С[офья] А[ндреевна] уехала, как было решено, с Таней в Тулу.4 Как мне жаловаться, имея таких друзей, как вы и Галя, и таких дочерей, как Т[аня] и С[аша]. По плаксивости своей, слезы выступают сейчас на глаза, думая или, скорее, чувствуя это. Ну, право, когда спокоен, прямо чувствую, что во всем этом больше хорошего, чем дурного, несравненно больше. Смешно даже сравнивать: маленькие неприятности, тревоги, лишения — и сознание приближения к богу.

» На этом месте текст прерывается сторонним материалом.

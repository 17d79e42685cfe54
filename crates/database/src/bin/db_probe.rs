use anyhow::{anyhow, Context, Result};
use database::{acquire, create_pool, init_tracing, retry_async, NoSession, RetryPolicy};
use database::{map_db_error, RepositoryError};
use tracing::info;

#[tokio::main]
async fn main() -> Result<()> {
    // Load .env file if present (ignore errors if not found)
    let _ = dotenvy::dotenv();

    // A config file wins; without one, fall back to environment variables
    let app_config = match config::AppConfig::load() {
        Ok(app_config) => app_config,
        Err(config::ConfigError::FileNotFound { .. }) => config::AppConfig::from_env()
            .map_err(|e| anyhow!("Failed to load configuration: {e}"))?,
        Err(e) => return Err(e).context("Failed to load configuration file"),
    };

    init_tracing(&app_config.logging)?;

    let policy =
        RetryPolicy::from_config(&app_config.retry).context("Invalid retry configuration")?;
    info!(
        max_attempts = policy.max_attempts(),
        retry_delay_ms = policy.retry_delay().as_millis() as u64,
        "Retry policy loaded"
    );

    let pool = create_pool(&app_config.database).context("Failed to create connection pool")?;

    let pool_ref = &pool;
    let client = retry_async("acquire_connection", &policy, &NoSession, move || async move {
        acquire(pool_ref).await
    })
    .await
    .context("Failed to connect to database")?;
    info!("Connected to database");

    let client_ref = &client;
    let value: i32 = retry_async("health_check", &policy, &client, move || async move {
        let row = client_ref
            .query_one("SELECT 1", &[])
            .await
            .map_err(map_db_error)?;
        row.try_get(0)
            .map_err(|e| RepositoryError::DataConversionError(e.into()))
    })
    .await
    .context("Health check failed")?;

    info!(result = value, "Database health check succeeded");
    Ok(())
}
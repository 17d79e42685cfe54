use anyhow::Context;
use config::LoggingConfig;
use tracing_subscriber::EnvFilter;

/// Build the filter directive string from the logging configuration
pub fn filter_directives(logging_config: &LoggingConfig) -> String {
    let mut filter = logging_config.level.clone();

    // Sorted so the directive string is stable across runs
    let mut modules: Vec<_> = logging_config.modules.iter().collect();
    modules.sort();
    for (module, level) in modules {
        filter.push_str(&format!(",{}={}", module, level));
    }

    filter
}

/// Install the global tracing subscriber
pub fn init_tracing(logging_config: &LoggingConfig) -> anyhow::Result<()> {
    let directives = filter_directives(logging_config);
    let filter = EnvFilter::try_new(&directives)
        .with_context(|| format!("Invalid log filter '{directives}'"))?;

    // Initialize tracing based on the format specified in config
    let installed = match logging_config.format.as_str() {
        "json" => tracing_subscriber::fmt()
            .json()
            .with_env_filter(filter)
            .try_init(),
        "compact" => tracing_subscriber::fmt()
            .compact()
            .with_env_filter(filter)
            .try_init(),
        _ => tracing_subscriber::fmt()
            .pretty()
            .with_env_filter(filter)
            .try_init(),
    };

    installed.map_err(|e| anyhow::anyhow!("Failed to install tracing subscriber: {e}"))
}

Нынче с утра мечтал о том, что поеду к вам, если меня пустят, т. е. сама С[офья] А[ндреевна] скажет об этом. Но она торопилась, уезжая, и ничего не сказала, и я нынче не приеду, се qu’est retardé n’est pas perdu.5 До другого раза. Благодарю оч[ень] Лиз[авету] Ив[ановну], что она вспомнила обо мне, и уверен, что место, к[отор]ое она покажет мне, нужное и полезное. Уверен в этом п[отому], ч[то] то, что она сказала Саше о том, что одно средство во всем «любить, любить и любить», мне б[ыло] оч[ень] и дорого и полезно услышать от нее. Поблагодарите ее от меня.
То, что в том, что меня не пустила нынче к вам С[офья] А[ндреевна], было бы что-то унизительное, стыдное, если бы я не знал, что не пускает меня нынче к вам не С[офья] А[ндреевна], а бог. Всё, даже нынешнее письмо ваше, может раздражить ее, привести опять в то ужасное, мучительное, болезненное душевное состояние, именно тем, что она во всем видит хитрые уловки людей, к[отор]ым незачем хитрить.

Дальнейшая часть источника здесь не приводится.